La lección es clara. No obstante, hay una serie de dudas que surgen al final de la lectura: si la precarización de la vida académica inevitablemente se come el tiempo creativo (kairos), ¿qué estrategias quedan para recuperar el ocio necesario para producir investigación no corrompida por los tiempos administrativos (kronos)? O asimismo, si existe la preocupación por la primacía de lo actual sobre lo contemporáneo, y, en ese sentido, para evitar la deriva antihistoricista se recurre a lo “clásico” para contrarrestar una arbitrariedad temporal de lo “actual”, ¿sería posible pensar en una historicidad integral reconsiderando los pormenores que ofrece la genealogía o la microhistoria? ¿No será un nuevo desafío pensar en una suerte de cartografía de la democracia en México por el hecho mismo de que en cada lugar los imaginarios sociales relativizan la idea de democracia? ¿Por qué siempre que se escribe sobre lo clásico y lo contemporáneo se relaciona con Occidente? ¿Cabría una comprensión de tipo decolonialista? ¿Cuál podría ser la forma de tematizar la relación entre totalitarismo y tiempo? Y es que pareciera que su régimen de historicidad es una contramemoria marcada por la disolución de sus huellas. Y sobre todo: ¿qué elementos podrían subsanar la incapacidad para problematizar la negatividad de nuestra época? Las preguntas están vertidas.

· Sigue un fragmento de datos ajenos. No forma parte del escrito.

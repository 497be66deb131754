// SPDX-License-Identifier: BUSL-1.1
// Copyright (c) 2026 Alfred Jean LLC

//! evr - event reconciliation CLI
//!
//! Reads and writes the same file store and lock directory as `evrd`, so
//! writes made here are picked up by a running daemon.

// Allow panic!/unwrap/expect in test code
#![cfg_attr(test, allow(clippy::panic))]
#![cfg_attr(test, allow(clippy::unwrap_used))]
#![cfg_attr(test, allow(clippy::expect_used))]

mod commands;
mod error;
mod output;
mod state;

use anyhow::Result;
use clap::{Parser, Subcommand};
use commands::{events, reconcile, resource};
use evr_engine::LockMode;
use std::path::PathBuf;
use std::process::ExitCode;

use crate::error::CliError;
use crate::output::OutputFormat;
use crate::state::StateDir;

#[derive(Parser)]
#[command(name = "evr", version, about = "Event reconciliation - resources, events, controllers")]
struct Cli {
    /// State directory shared with evrd
    #[arg(long, global = true, env = "EVR_STATE_DIR")]
    state_dir: Option<PathBuf>,

    /// Output format
    #[arg(short = 'o', long, global = true, value_enum, default_value = "text")]
    output: OutputFormat,

    /// How writes wait for the resource lock: blocking, non-blocking, disabled
    #[arg(long, global = true, default_value = "blocking")]
    lock_mode: LockMode,

    #[command(subcommand)]
    command: Commands,
}

#[derive(Subcommand)]
enum Commands {
    /// Resource management
    Resource {
        #[command(subcommand)]
        command: resource::ResourceCommand,
    },
    /// Event log inspection
    Events {
        #[command(subcommand)]
        command: events::EventsCommand,
    },
    /// Run evrd's controllers once over pending events
    Reconcile(reconcile::ReconcileArgs),
}

#[tokio::main]
async fn main() -> ExitCode {
    setup_logging();

    let cli = Cli::parse();
    match run(cli).await {
        Ok(()) => ExitCode::SUCCESS,
        Err(e) => {
            match e.downcast_ref::<CliError>() {
                Some(cli_err) => {
                    eprint!("{}", cli_err);
                    ExitCode::from(cli_err.exit_code)
                }
                None => {
                    eprintln!("error: {:#}", e);
                    ExitCode::FAILURE
                }
            }
        }
    }
}

async fn run(cli: Cli) -> Result<()> {
    let state = StateDir::resolve(cli.state_dir)?;

    match cli.command {
        Commands::Resource { command } => {
            resource::handle(command, &state, cli.lock_mode, cli.output).await
        }
        Commands::Events { command } => events::handle(command, &state, cli.output),
        Commands::Reconcile(args) => reconcile::handle(args, &state, cli.output).await,
    }
}

/// Diagnostics go to stderr so stdout stays parseable
fn setup_logging() {
    use tracing_subscriber::{fmt, prelude::*, EnvFilter};

    let filter = EnvFilter::try_from_default_env().unwrap_or_else(|_| EnvFilter::new("warn"));
    let _ = tracing_subscriber::registry()
        .with(filter)
        .with(fmt::layer().with_writer(std::io::stderr))
        .try_init();
}
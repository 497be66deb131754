// SPDX-License-Identifier: BUSL-1.1
// Copyright (c) 2026 Alfred Jean LLC

//! Event log commands

use clap::Subcommand;
use evr_storage::Store;

use crate::output::{print_list, EventRow, OutputFormat};
use crate::state::StateDir;

#[derive(Subcommand)]
pub enum EventsCommand {
    /// List events in append order
    List {
        /// Only events not yet reconciled, oldest first
        #[arg(long)]
        pending: bool,
        /// Only events from this source
        #[arg(long)]
        source: Option<String>,
    },
}

pub fn handle(command: EventsCommand, state: &StateDir, format: OutputFormat) -> anyhow::Result<()> {
    match command {
        EventsCommand::List { pending, source } => {
            let store = state.open_store()?;
            let events = if pending {
                store.list_unreconciled(source.as_deref())?
            } else {
                store
                    .list_events()?
                    .into_iter()
                    .filter(|e| source.as_deref().map_or(true, |s| e.source == s))
                    .collect()
            };

            if events.is_empty() && matches!(format, OutputFormat::Text) {
                println!("No events found.");
                return Ok(());
            }
            let rows: Vec<EventRow> = events.into_iter().map(EventRow).collect();
            print_list(&rows, format);
            Ok(())
        }
    }
}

Finalmente, me parece que el libro tiene dos cosas muy bellas que deben mencionarse. Primero: la portada del libro está acompañada de un texto del activista Abel Barrera publicado en septiembre del año pasado en La Jornada intitulado “Sembradores de maíz y de esperanza”, en el que retrata los vicios de la democracia en México a partir de la experiencia de los familiares de los normalistas desaparecidos. ¡Las huellas quedan! Segundo: Israel Covarrubias se doctoró en Florencia bajo la dirección de Leonardo Morlino en 2004 y en 2019, ya como investigador en la UAQ, esta universidad creó una cátedra con el nombre “Leonardo Morlino”. Es más que una coincidencia. Un académico sabe que sus obsesiones teóricas perseveran: se tornan destino. O paranoias. O debrayes.
En suma: el libro de Covarrubias hace notar la aventura de la actividad intelectual. Para una generación educada en la multiplicidad de fracasos –sea o no millenial– la lectura del libro empuja a penetrar en las esferas de lo real con un arsenal crítico. Es una especie de playlist teórica abierta a las nuevas generaciones y un aliciente para potencializar los discursos de la filosofía política. Por lo mismo, Lo político y sus huellas nos obsequia reflexiones para pensar en el horizonte “kairológico” que nos enarbola. Pues como el autor sugiere, habría que ser más receptivos a las nuevas necesidades de inteligibilidad de nuestro tiempo.
Israel COVARRUBIAS. Lo político y sus huellas. Ensayos sobre la relación entre tiempo y democracia. Ciudad de México: Ediciones Navarra–UAQ. 2019. 221 pp. ISBN: 978-607-9497-71-2.